Watch what happens next. The fine, scattered particles begin to clump together into bigger, heavier flakes. These large flakes then sink slowly to the bottom of the beaker — pulled down by gravity. After a few minutes, the upper part of the water becomes remarkably clear. You can pour the clean water out (this is called decantation) or pass it through filter paper to remove the last bits of flakes.
This whole process is called coagulation, and the alum is acting as a coagulant. The trick: alum dissolves in water and releases ions that cancel out the tiny electric charges holding the suspended particles apart. Once the charges are gone, the particles can finally come together — first as small clumps, then as bigger flakes that gravity can pull down.
Three simple steps: (a) sprinkle alum, (b) particles clump up, (c) clumps settle at the bottom. That's it.

Coagulation in Your Own Kitchen — Making *Paneer*
You don't need a lab to see coagulation. The next time someone in your kitchen makes paneer, watch carefully.
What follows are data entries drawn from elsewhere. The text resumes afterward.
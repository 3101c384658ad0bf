use anyhow::Result;
use std::sync::Arc;
use std::time::{Duration, Instant};

use crate::ingest::IngestManager;
use crate::library_store::LibraryStore;
use crate::object_store::ObjectStore;
use crate::quota::StorageQuota;
use tower_http::services::ServeDir;

use axum::{
    extract::State,
    middleware,
    response::IntoResponse,
    routing::get,
    Json, Router,
};
use serde::Serialize;

use super::songs_routes::songs_routes;
use super::{log_requests, session::Session, state::*, ServerConfig};

#[derive(Serialize)]
struct ServerStats {
    pub uptime: String,
    pub hash: String,
    pub storage_backend: &'static str,
    pub authenticated: bool,
}

fn format_uptime(duration: Duration) -> String {
    let total_seconds = duration.as_secs();

    let days = total_seconds / 86_400;
    let hours = (total_seconds % 86_400) / 3600;
    let minutes = (total_seconds % 3600) / 60;
    let seconds = total_seconds % 60;

    format!("{}d {:02}:{:02}:{:02}", days, hours, minutes, seconds)
}

async fn home(session: Option<Session>, State(state): State<ServerState>) -> impl IntoResponse {
    let stats = ServerStats {
        uptime: format_uptime(state.start_time.elapsed()),
        hash: state.hash.clone(),
        storage_backend: state.object_store.backend_name(),
        authenticated: session.is_some(),
    };
    Json(stats)
}

pub fn make_app(
    config: ServerConfig,
    object_store: Arc<dyn ObjectStore>,
    library_store: Arc<dyn LibraryStore>,
) -> Result<Router> {
    let quota = match config.quota_max_total_bytes {
        Some(max) => StorageQuota::with_cap(max),
        None => StorageQuota::disabled(),
    };
    let ingest_manager = Arc::new(IngestManager::new(
        object_store.clone(),
        library_store.clone(),
        quota,
    ));

    let state = ServerState {
        config: config.clone(),
        start_time: Instant::now(),
        library_store,
        object_store,
        ingest_manager,
        hash: env!("GIT_HASH").to_string(),
    };

    let content_routes: Router = songs_routes(state.clone()).with_state(state.clone());

    let home_router: Router = match config.frontend_dir_path {
        Some(frontend_path) => {
            let static_files_service =
                ServeDir::new(frontend_path).append_index_html_on_directories(true);
            Router::new().fallback_service(static_files_service)
        }
        None => Router::new()
            .route("/", get(home))
            .with_state(state.clone()),
    };

    let mut app: Router = home_router.nest("/v1", content_routes);

    app = app.layer(middleware::from_fn_with_state(state.clone(), log_requests));

    Ok(app)
}

pub async fn run_server(
    config: ServerConfig,
    object_store: Arc<dyn ObjectStore>,
    library_store: Arc<dyn LibraryStore>,
) -> Result<()> {
    let port = config.port;
    let app = make_app(config, object_store, library_store)?;

    let listener = tokio::net::TcpListener::bind(format!("127.0.0.1:{}", port)).await?;

    Ok(axum::serve(listener, app).await?)
}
Where You See This Every Day
Coagulation is used wherever cloudy colloidal dispersions need to be clarified or separated:
- Municipal Water Treatment — Before water reaches your tap, turbid river water is treated with alum (Al₂(SO₄)₃) or ferric chloride. The trivalent Al³⁺ and Fe³⁺ ions coagulate negatively charged clay colloids. The resulting floc settles in sedimentation tanks, leaving clear water for chlorination. Delhi Jal Board treats over 800 MGD this way.
- Traditional Fitkari (Alum) Use — In rural India, alum is still sold as a domestic water purifier. A lump of alum stirred in a bucket of muddy water will clear it within 30 minutes — coagulating clay colloids that have kept the water turbid. Recommended by UNICEF for emergency water purification.
- Cheese Making — Milk is a colloid (casein proteins in water). Adding lemon juice or rennet enzyme reduces pH, coagulating the casein. The white clumps (curds) separate from the liquid (whey). This is how every paneer, cheddar, and mozzarella is made.
- River Delta Formation — Where freshwater rivers meet saltwater seas, the salt ions (Na⁺, Mg²⁺) coagulate the clay and silt colloids carried by the river. The particles settle, building the delta. The Ganga-Brahmaputra delta (Sundarbans) formed entirely through natural coagulation over millennia.
- Rubber Vulcanisation Prep — Natural rubber latex is a colloid. Adding acetic acid (vinegar) coagulates the rubber particles, which are then collected, pressed, and vulcanised.